Two phrases I never thought I would find myself uttering: negative oil prices and daily workout routine. But these are unusual times. So while some are busy scouring the earth for caverns in which to stock their unsellable crude, I find myself dusting down my sport shorts, turning on my headphones, and getting hot and sweaty for an hour each morning. More often than not, the album I listen to while doing so is Joey Ramone’s Don’t Worry About Me, recorded while he was dying of lymphoma and released posthumously in 2002. It’s a roaring, life-affirming album that features a cameo by Captain Sensible from The Damned and opens with an in-your-face cover of Louis Armstrong’s “What a Wonderful World.” I like to think the oil men are listening to it too, rolling down their windows and singing along.

I bought Don’t Worry About Me in Iowa City, at the record shop whose name I can’t remember, a few doors down from Prairie Lights and the Dublin Underground. If memory serves—and for now it has mostly served—I also bought a David Bowie album, but if so it seems to have gotten lost somewhere over the Atlantic. A few days later I was with my friend Dave in the other record store, the Record Collector, the one that sold secondhand stuff, and who should walk in but Captain Sensible himself. I didn’t recognize him, but Dave did, and loudly asked the store owner if he knew whether the Damned concert that night was sold out and, if so, whether anyone was reselling tickets. It was a cheap ploy designed to get us on the guest list. It failed. Captain Sensible pretended not to hear us, the owner of the store died of embarrassment, and then we all got back on with our lives.

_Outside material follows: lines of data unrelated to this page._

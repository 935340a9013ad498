use crate::core::config::AppConfig;
use anyhow::{Context, Result};
use std::path::Path;

/// Example configuration bundled into the binary.
pub const EXAMPLE_CONFIG: &str = include_str!("../../docs/example_config.yaml");

/// Creates a default configuration file with example content at the default location
pub fn setup() -> Result<()> {
    let path = AppConfig::default_config_path()?;
    setup_at_path(path)
}

/// Creates a default configuration file with example content at the specified path
pub fn setup_at_path<P: AsRef<Path>>(path: P) -> Result<()> {
    let path = path.as_ref();

    if path.exists() {
        anyhow::bail!("Configuration file already exists at {}", path.display());
    }

    if let Some(parent) = path.parent() {
        std::fs::create_dir_all(parent)
            .with_context(|| format!("Failed to create directory: {}", parent.display()))?;
    }

    std::fs::write(path, EXAMPLE_CONFIG)
        .with_context(|| format!("Failed to write config file to {}", path.display()))?;

    tracing::info!("Created default configuration at {}", path.display());
    Ok(())
}
//! [`SnapshotStore`](crate::core::snapshot::SnapshotStore) backends.

pub mod disk;
pub mod memory;

pub use disk::DiskStore;
pub use memory::MemoryStore;
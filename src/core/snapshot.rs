//! Dated snapshot persistence.
//!
//! Snapshots are opaque blobs in a [`SnapshotStore`], keyed by
//! `<YYYYMMDD>.price.json` and `<YYYYMMDD>.yield.json`.

use super::ledger::{LedgerSnapshot, StoredLedger};
use super::price::PriceSnapshot;
use anyhow::{Context, Result, anyhow};
use async_trait::async_trait;
use chrono::{DateTime, Duration, NaiveDate, NaiveTime, Utc};
use serde::{Serialize, de::DeserializeOwned};
use serde_json::ser::PrettyFormatter;
use tracing::debug;

#[async_trait]
pub trait SnapshotStore: Send + Sync {
    /// Returns `None` when nothing is stored under `key`.
    async fn read(&self, key: &str) -> Result<Option<Vec<u8>>>;
    async fn write(&self, key: &str, data: &[u8]) -> Result<()>;
}

pub fn price_key(date: &str) -> String {
    format!("{date}.price.json")
}

pub fn ledger_key(date: &str) -> String {
    format!("{date}.yield.json")
}

/// UNIX timestamp of 00:00 UTC on the day of `now`.
pub fn midnight_timestamp(now: DateTime<Utc>) -> i64 {
    now.date_naive().and_time(NaiveTime::MIN).and_utc().timestamp()
}

/// `YYYYMMDD` for a UNIX timestamp.
pub fn date_string(timestamp: i64) -> Result<String> {
    DateTime::<Utc>::from_timestamp(timestamp, 0)
        .map(|dt| dt.format("%Y%m%d").to_string())
        .ok_or_else(|| anyhow!("Timestamp out of range: {timestamp}"))
}

/// Midnight timestamp for a `YYYYMMDD` date string.
pub fn parse_date(date: &str) -> Result<i64> {
    let day = NaiveDate::parse_from_str(date, "%Y%m%d")
        .with_context(|| format!("Invalid date, expected YYYYMMDD: {date}"))?;
    Ok(day.and_time(NaiveTime::MIN).and_utc().timestamp())
}

/// Date string of the day before `timestamp`.
pub fn previous_date_string(timestamp: i64) -> Result<String> {
    date_string(timestamp - Duration::days(1).num_seconds())
}

fn to_pretty_json<T: Serialize>(value: &T) -> Result<Vec<u8>> {
    let mut buf = Vec::new();
    let formatter = PrettyFormatter::with_indent(b"    ");
    let mut ser = serde_json::Serializer::with_formatter(&mut buf, formatter);
    value.serialize(&mut ser)?;
    Ok(buf)
}

async fn read_json<T: DeserializeOwned>(store: &dyn SnapshotStore, key: &str) -> Result<Option<T>> {
    match store.read(key).await? {
        Some(bytes) => {
            let value = serde_json::from_slice(&bytes)
                .with_context(|| format!("Failed to parse snapshot: {key}"))?;
            debug!(key, "Loaded snapshot");
            Ok(Some(value))
        }
        None => {
            debug!(key, "No snapshot found");
            Ok(None)
        }
    }
}

async fn write_json<T: Serialize>(store: &dyn SnapshotStore, key: &str, value: &T) -> Result<()> {
    let bytes = to_pretty_json(value).with_context(|| format!("Failed to encode snapshot: {key}"))?;
    store.write(key, &bytes).await?;
    debug!(key, "Saved snapshot");
    Ok(())
}

/// Prices stored for `date`; empty when that day was never run.
pub async fn load_prices(store: &dyn SnapshotStore, date: &str) -> Result<PriceSnapshot> {
    Ok(read_json(store, &price_key(date)).await?.unwrap_or_default())
}

pub async fn save_prices(store: &dyn SnapshotStore, date: &str, prices: &PriceSnapshot) -> Result<()> {
    write_json(store, &price_key(date), prices).await
}

/// Ledger stored for `date`, with legacy holdings upgraded using `prices`.
pub async fn load_ledger(
    store: &dyn SnapshotStore,
    date: &str,
    prices: &PriceSnapshot,
) -> Result<Option<LedgerSnapshot>> {
    let stored: Option<StoredLedger> = read_json(store, &ledger_key(date)).await?;
    Ok(stored.map(|ledger| ledger.upgrade(prices)))
}

pub async fn save_ledger(store: &dyn SnapshotStore, ledger: &LedgerSnapshot) -> Result<()> {
    write_json(store, &ledger_key(&ledger.date), ledger).await
}

#[cfg(test)]
mod tests {
    use super::*;
    use crate::core::ledger::HoldingRecord;
    use crate::store::memory::MemoryStore;
    use chrono::TimeZone;

    #[test]
    fn test_date_helpers() {
        let now = Utc.with_ymd_and_hms(2024, 3, 1, 17, 45, 12).unwrap();
        let midnight = midnight_timestamp(now);
        assert_eq!(midnight, Utc.with_ymd_and_hms(2024, 3, 1, 0, 0, 0).unwrap().timestamp());
        assert_eq!(date_string(midnight).unwrap(), "20240301");
        assert_eq!(previous_date_string(midnight).unwrap(), "20240229");
        assert_eq!(parse_date("20240301").unwrap(), midnight);
        assert!(parse_date("2024-03-01").is_err());
    }

    #[test]
    fn test_keys() {
        assert_eq!(price_key("20240101"), "20240101.price.json");
        assert_eq!(ledger_key("20240101"), "20240101.yield.json");
    }

    #[tokio::test]
    async fn test_missing_snapshots_read_as_empty() {
        let store = MemoryStore::new();
        assert!(load_prices(&store, "20240101").await.unwrap().is_empty());
        assert!(
            load_ledger(&store, "20240101", &PriceSnapshot::new())
                .await
                .unwrap()
                .is_none()
        );
    }

    #[tokio::test]
    async fn test_ledger_is_written_with_four_space_indent() {
        let store = MemoryStore::new();
        let ledger = LedgerSnapshot {
            date: "20240102".to_string(),
            portfolio_value: 100.0,
            total_investment: 100.0,
            quantities: [(
                "BTC".to_string(),
                HoldingRecord {
                    quantity: 0.002,
                    active: true,
                    last_price: 50000.0,
                },
            )]
            .into_iter()
            .collect(),
            yield_rate: 1.0,
        };
        save_ledger(&store, &ledger).await.unwrap();

        let raw = store.read("20240102.yield.json").await.unwrap().unwrap();
        let text = String::from_utf8(raw).unwrap();
        assert!(text.contains("\n    \"date\": \"20240102\""));
        assert!(text.contains("\"last_price\": 50000.0"));

        let loaded = load_ledger(&store, "20240102", &PriceSnapshot::new())
            .await
            .unwrap();
        assert_eq!(loaded, Some(ledger));
    }

    #[tokio::test]
    async fn test_corrupt_snapshot_is_an_error() {
        let store = MemoryStore::new();
        store.write("20240101.price.json", b"not json").await.unwrap();

        let err = load_prices(&store, "20240101").await.unwrap_err();
        assert_eq!(err.to_string(), "Failed to parse snapshot: 20240101.price.json");
    }
}
//! Day-over-day holdings ledger.
//!
//! Yesterday's records are upgraded once at load time ([`upgrade_holdings`])
//! and then carried into today's coin universe by [`reconcile`].

use super::config::CoinAllocation;
use super::price::{PriceBook, PriceSnapshot};
use serde::{Deserialize, Serialize};
use std::collections::BTreeMap;
use tracing::debug;

#[derive(Debug, Clone, Copy, PartialEq, Serialize, Deserialize)]
pub struct HoldingRecord {
    pub quantity: f64,
    pub active: bool,
    pub last_price: f64,
}

pub type Holdings = BTreeMap<String, HoldingRecord>;

/// A holding as it may appear on disk. Early ledgers stored the bare quantity.
#[derive(Debug, Clone, Copy, PartialEq, Serialize, Deserialize)]
#[serde(untagged)]
pub enum StoredHolding {
    Record(HoldingRecord),
    Legacy(f64),
}

impl StoredHolding {
    pub fn upgrade(self, coin: &str, prices: &PriceSnapshot) -> HoldingRecord {
        match self {
            StoredHolding::Record(record) => record,
            StoredHolding::Legacy(quantity) => {
                let last_price = prices.get(coin).copied().unwrap_or(0.0);
                debug!(coin, quantity, last_price, "Upgrading legacy holding");
                HoldingRecord {
                    quantity,
                    active: true,
                    last_price,
                }
            }
        }
    }
}

impl From<HoldingRecord> for StoredHolding {
    fn from(record: HoldingRecord) -> Self {
        StoredHolding::Record(record)
    }
}

/// Ledger file contents for one day, `<date>.yield.json`.
#[derive(Debug, Clone, PartialEq, Serialize, Deserialize)]
pub struct LedgerSnapshot<H = HoldingRecord> {
    pub date: String,
    pub portfolio_value: f64,
    pub total_investment: f64,
    pub quantities: BTreeMap<String, H>,
    pub yield_rate: f64,
}

/// A ledger exactly as read from disk, before legacy holdings are upgraded.
pub type StoredLedger = LedgerSnapshot<StoredHolding>;

impl StoredLedger {
    pub fn upgrade(self, prices: &PriceSnapshot) -> LedgerSnapshot {
        LedgerSnapshot {
            quantities: upgrade_holdings(self.quantities, prices),
            date: self.date,
            portfolio_value: self.portfolio_value,
            total_investment: self.total_investment,
            yield_rate: self.yield_rate,
        }
    }
}

/// Turns every stored holding into a structured record. Legacy entries take
/// their last price from `prices` (the snapshot of the ledger's own day).
pub fn upgrade_holdings(
    stored: BTreeMap<String, StoredHolding>,
    prices: &PriceSnapshot,
) -> Holdings {
    stored
        .into_iter()
        .map(|(coin, holding)| {
            let record = holding.upgrade(&coin, prices);
            (coin, record)
        })
        .collect()
}

/// Carries `previous` holdings into the universe defined by `allocation`.
///
/// Coins kept from yesterday stay active and refresh their last price when
/// today has one. Coins dropped from the allocation go inactive with their
/// last price frozen. New coins start empty.
pub fn reconcile(previous: &Holdings, allocation: &CoinAllocation, prices: &PriceBook) -> Holdings {
    let mut holdings = Holdings::new();

    for (coin, prior) in previous {
        let record = if allocation.contains_key(coin) {
            HoldingRecord {
                quantity: prior.quantity,
                active: true,
                last_price: prices.price(coin).unwrap_or(prior.last_price),
            }
        } else {
            if prior.active {
                debug!(coin = %coin, last_price = prior.last_price, "Coin left the allocation");
            }
            HoldingRecord {
                quantity: prior.quantity,
                active: false,
                last_price: prior.last_price,
            }
        };
        holdings.insert(coin.clone(), record);
    }

    for coin in allocation.keys() {
        if !holdings.contains_key(coin) {
            debug!(coin = %coin, "Coin joined the allocation");
            holdings.insert(
                coin.clone(),
                HoldingRecord {
                    quantity: 0.0,
                    active: true,
                    last_price: prices.price(coin).unwrap_or(0.0),
                },
            );
        }
    }

    holdings
}
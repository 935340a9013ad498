use crate::core::snapshot::SnapshotStore;
use anyhow::{Context, Result};
use async_trait::async_trait;
use std::io::ErrorKind;
use std::path::{Path, PathBuf};
use tracing::debug;

/// Stores each snapshot as a file named after its key inside one directory.
pub struct DiskStore {
    root: PathBuf,
}

impl DiskStore {
    pub fn new<P: AsRef<Path>>(root: P) -> Self {
        Self {
            root: root.as_ref().to_path_buf(),
        }
    }

    fn path_for(&self, key: &str) -> PathBuf {
        self.root.join(key)
    }
}

#[async_trait]
impl SnapshotStore for DiskStore {
    async fn read(&self, key: &str) -> Result<Option<Vec<u8>>> {
        let path = self.path_for(key);
        match tokio::fs::read(&path).await {
            Ok(bytes) => {
                debug!("Store HIT for file: {}", path.display());
                Ok(Some(bytes))
            }
            Err(e) if e.kind() == ErrorKind::NotFound => {
                debug!("Store MISS for file: {}", path.display());
                Ok(None)
            }
            Err(e) => Err(e).with_context(|| format!("Failed to read {}", path.display())),
        }
    }

    async fn write(&self, key: &str, data: &[u8]) -> Result<()> {
        tokio::fs::create_dir_all(&self.root)
            .await
            .with_context(|| format!("Failed to create directory: {}", self.root.display()))?;

        let path = self.path_for(key);
        tokio::fs::write(&path, data)
            .await
            .with_context(|| format!("Failed to write {}", path.display()))?;
        debug!("Store PUT for file: {}", path.display());
        Ok(())
    }
}
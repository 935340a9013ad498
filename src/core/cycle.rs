//! One day of the dollar-cost-averaging simulation.
use super::allocation::{Purchases, apply_purchases, plan_purchases};
use super::analytics::{calculate_portfolio_value, yield_rate};
use super::config::AppConfig;
use super::ledger::{Holdings, LedgerSnapshot, reconcile};
use super::price::{PriceBook, PriceProvider, fetch_prices};
use super::snapshot::{
    SnapshotStore, date_string, load_ledger, load_prices, previous_date_string, save_ledger,
    save_prices,
};
use anyhow::Result;
use tracing::{debug, info};

/// Everything produced by a daily run.
#[derive(Debug, Clone)]
pub struct DailyReport {
    pub prices: PriceBook,
    pub purchases: Purchases,
    pub ledger: LedgerSnapshot,
}

/// Runs the cycle for the day starting at `midnight_ts`: prices are fetched
/// and saved, yesterday's ledger is carried forward, today's allocation is
/// bought and the new ledger is saved.
pub async fn run_daily_cycle(
    config: &AppConfig,
    provider: &(dyn PriceProvider + Send + Sync),
    store: &dyn SnapshotStore,
    midnight_ts: i64,
    update_callback: &(dyn Fn() + Sync),
) -> Result<DailyReport> {
    let date = date_string(midnight_ts)?;
    let previous_date = previous_date_string(midnight_ts)?;
    info!(date = %date, coins = config.coins.len(), "Starting daily cycle");

    let previous_prices = load_prices(store, &previous_date).await?;
    let prices = fetch_prices(
        provider,
        config.coins.keys(),
        midnight_ts,
        &previous_prices,
        update_callback,
    )
    .await;
    save_prices(store, &date, &prices.snapshot()).await?;

    let (previous_holdings, previous_investment) =
        match load_ledger(store, &previous_date, &previous_prices).await? {
            Some(ledger) => (ledger.quantities, ledger.total_investment),
            None => {
                info!(date = %previous_date, "No previous ledger, starting fresh");
                (Holdings::new(), 0.0)
            }
        };

    let mut holdings = reconcile(&previous_holdings, &config.coins, &prices);
    let purchases = plan_purchases(&prices, config.daily_investment, &config.coins);
    debug!(?purchases, "Planned purchases");
    apply_purchases(&mut holdings, &purchases);

    let total_investment = previous_investment + config.daily_investment;
    let portfolio_value = calculate_portfolio_value(&prices, &holdings);
    let ledger = LedgerSnapshot {
        date,
        portfolio_value,
        total_investment,
        quantities: holdings,
        yield_rate: yield_rate(portfolio_value, total_investment),
    };
    save_ledger(store, &ledger).await?;

    info!(
        date = %ledger.date,
        portfolio_value = ledger.portfolio_value,
        total_investment = ledger.total_investment,
        yield_rate = ledger.yield_rate,
        "Daily cycle complete"
    );

    Ok(DailyReport {
        prices,
        purchases,
        ledger,
    })
}
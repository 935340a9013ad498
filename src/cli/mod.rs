pub mod run;
pub mod setup;
pub mod summary;
pub mod ui;
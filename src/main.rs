use anyhow::Result;
use clap::{Parser, Subcommand};
use coindca::core::log::init_logging;

#[derive(Parser)]
#[command(version, about)]
struct Cli {
    /// Enable verbose logging
    #[arg(short, long, global = true)]
    verbose: bool,

    /// Path to optional configuration file
    #[arg(short, long, global = true)]
    config_path: Option<String>,

    #[command(subcommand)]
    command: Option<Commands>,
}

#[derive(Subcommand)]
enum Commands {
    /// Create default configuration
    Setup,
    /// Fetch today's prices, buy today's allocation and record the ledger
    Run,
    /// Display the recorded ledger for a day
    Summary {
        /// Day to show as YYYYMMDD, defaults to today
        #[arg(short, long)]
        date: Option<String>,
    },
}

#[tokio::main]
async fn main() -> Result<()> {
    let cli = Cli::parse();

    init_logging(cli.verbose);

    let result = match cli.command {
        Some(Commands::Setup) => coindca::cli::setup::setup(),
        Some(Commands::Summary { date }) => {
            coindca::run_command(
                coindca::AppCommand::Summary { date },
                cli.config_path.as_deref(),
            )
            .await
        }
        Some(Commands::Run) | None => {
            coindca::run_command(coindca::AppCommand::Run, cli.config_path.as_deref()).await
        }
    };

    if let Err(e) = &result {
        tracing::error!(error = %e, "Application failed");
    }
    result
}
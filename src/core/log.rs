use tracing::level_filters::LevelFilter;
use tracing_subscriber::{
    EnvFilter, filter::Targets, fmt, prelude::__tracing_subscriber_SubscriberExt,
    util::SubscriberInitExt,
};

/// Installs the global subscriber. Warnings are always shown so failed price
/// fetches surface; `verbose` adds debug output. `RUST_LOG` overrides both.
pub fn init_logging(verbose: bool) {
    let (level_filter, level) = if verbose {
        (LevelFilter::DEBUG, "debug")
    } else {
        (LevelFilter::WARN, "warn")
    };
    let app_filter = Targets::new()
        .with_target("coindca", level_filter)
        .with_default(LevelFilter::WARN);
    let env_filter = EnvFilter::try_from_default_env().unwrap_or_else(|_| EnvFilter::new(level));

    tracing_subscriber::registry()
        .with(fmt::layer().pretty().without_time())
        .with(app_filter)
        .with(env_filter)
        .init();
}
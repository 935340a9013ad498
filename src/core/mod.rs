//! Core business logic abstractions

pub mod allocation;
pub mod analytics;
pub mod config;
pub mod cycle;
pub mod ledger;
pub mod log;
pub mod price;
pub mod snapshot;

// Re-export main types for cleaner imports
pub use cycle::{DailyReport, run_daily_cycle};
pub use ledger::{HoldingRecord, Holdings, LedgerSnapshot};
pub use price::{PriceBook, PriceProvider, PriceSnapshot, Quote};
pub use snapshot::SnapshotStore;
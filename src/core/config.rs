use anyhow::{Context, Result, bail};
use directories::ProjectDirs;
use serde::{Deserialize, Serialize};
use std::collections::BTreeMap;
use std::{fs, path::PathBuf};
use tracing::{debug, warn};

pub const DEFAULT_DAILY_INVESTMENT: f64 = 100.0;
pub const DEFAULT_CRYPTOCOMPARE_URL: &str = "https://min-api.cryptocompare.com";

/// Coin symbol mapped to the percentage of each day's investment it receives.
///
/// The keys double as the coin universe: a coin is active exactly when it
/// appears here.
pub type CoinAllocation = BTreeMap<String, f64>;

#[derive(Debug, Deserialize, Serialize, Clone)]
pub struct CryptoCompareProviderConfig {
    pub base_url: String,
}

#[derive(Debug, Deserialize, Serialize, Clone)]
pub struct ProvidersConfig {
    pub cryptocompare: Option<CryptoCompareProviderConfig>,
}

impl Default for ProvidersConfig {
    fn default() -> Self {
        ProvidersConfig {
            cryptocompare: Some(CryptoCompareProviderConfig {
                base_url: DEFAULT_CRYPTOCOMPARE_URL.to_string(),
            }),
        }
    }
}

fn default_daily_investment() -> f64 {
    DEFAULT_DAILY_INVESTMENT
}

#[derive(Debug, Deserialize, Serialize, Clone)]
pub struct AppConfig {
    pub coins: CoinAllocation,
    #[serde(default = "default_daily_investment")]
    pub daily_investment: f64,
    #[serde(default)]
    pub providers: ProvidersConfig,
    pub data_path: Option<String>,
}

impl AppConfig {
    pub fn load() -> Result<Self> {
        debug!("Loading default config");
        let config_path = Self::default_config_path()?;
        Self::load_from_path(&config_path)
    }

    pub fn default_config_path() -> Result<PathBuf> {
        let proj_dirs = ProjectDirs::from("io", "coindca", "coindca")
            .context("Could not determine project directories")?;
        Ok(proj_dirs.config_dir().join("config.yaml"))
    }

    /// Directory holding the dated price and yield snapshots.
    pub fn snapshot_dir(&self) -> Result<PathBuf> {
        if let Some(custom_path) = &self.data_path {
            return Ok(PathBuf::from(custom_path));
        }
        let proj_dirs = ProjectDirs::from("io", "coindca", "coindca")
            .context("Could not determine project directories")?;
        Ok(proj_dirs.data_dir().to_path_buf())
    }

    pub fn cryptocompare_url(&self) -> &str {
        self.providers
            .cryptocompare
            .as_ref()
            .map_or(DEFAULT_CRYPTOCOMPARE_URL, |p| &p.base_url)
    }

    pub fn load_from_path<P: AsRef<std::path::Path>>(path: P) -> Result<Self> {
        let config_str = fs::read_to_string(path.as_ref())
            .with_context(|| format!("Failed to read config file: {}", path.as_ref().display()))?;

        let config: Self = serde_yaml::from_str(&config_str)
            .with_context(|| format!("Failed to parse config file: {}", path.as_ref().display()))?;
        config.validate()?;
        debug!("Successfully loaded config");
        Ok(config)
    }

    /// Rejects allocations that cannot produce a purchase plan. Weights that do
    /// not add up to 100 are only reported.
    pub fn validate(&self) -> Result<()> {
        if self.coins.is_empty() {
            bail!("No coins configured");
        }
        if let Some((coin, pct)) = self.coins.iter().find(|(_, pct)| !pct.is_finite() || **pct < 0.0) {
            bail!("Invalid allocation percentage for {coin}: {pct}");
        }
        if !self.daily_investment.is_finite() || self.daily_investment < 0.0 {
            bail!("Invalid daily investment: {}", self.daily_investment);
        }

        let total: f64 = self.coins.values().sum();
        if (total - 100.0).abs() > 1e-6 {
            warn!(total, "Allocation percentages do not sum to 100");
        }
        Ok(())
    }
}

“Sitting in my hospital bed. It really sucks. I want life.” Unlike Joey I’m not actually dying, or at any rate I’m dying at more or less the same speed I was before the lockdown started. Nevertheless, those words speak to me right now. And as I listen today, sweat running down my nose, I’m transported back to that one Iowan afternoon. 

And from there other worlds open up: a mythical Manhattan that had always fascinated me but which I was too young, square, and British to experience firsthand; a London scene which was less mythical to me—the grass is always greener—but whose absence I always felt growing up. It seemed all but impossible to reconcile the genteel neighborhood where I was raised with what had happened there a decade or two before. If I walked down the road and turned right I was in front of the shop where Vivienne Westwood and Malcolm McLaren had sold their bondage gear. It was still—and so far as I know still is—a Vivienne Westwood Store, but it was no longer called SEX, and its days of rubber and leather were far behind it. If I walked the other way I got to the Chelsea Drug Store, which had become a McDonald’s. There was an overpowering sense of having missed the party, in short, and it wasn’t until I moved to the Midwest that was I able to join the dots, in large parts thanks to Dave, who played Virgil to my Dante and led me down into the New York where he had hung out as a young man, and then to a London neither of us had known.

So there we were in the Record Collector—me, Virgil, and Captain Sensible—there I was as a kid in London, and here I am in Paris, listening to Joey Ramone with a sweaty nose, thinking about New York. “Nothing lasts forever,” Joey sings on another track, channeling his inner Heraclitus, “and nothing ever stays the same.” I take solace in that. The best, like the worst, is always yet to come.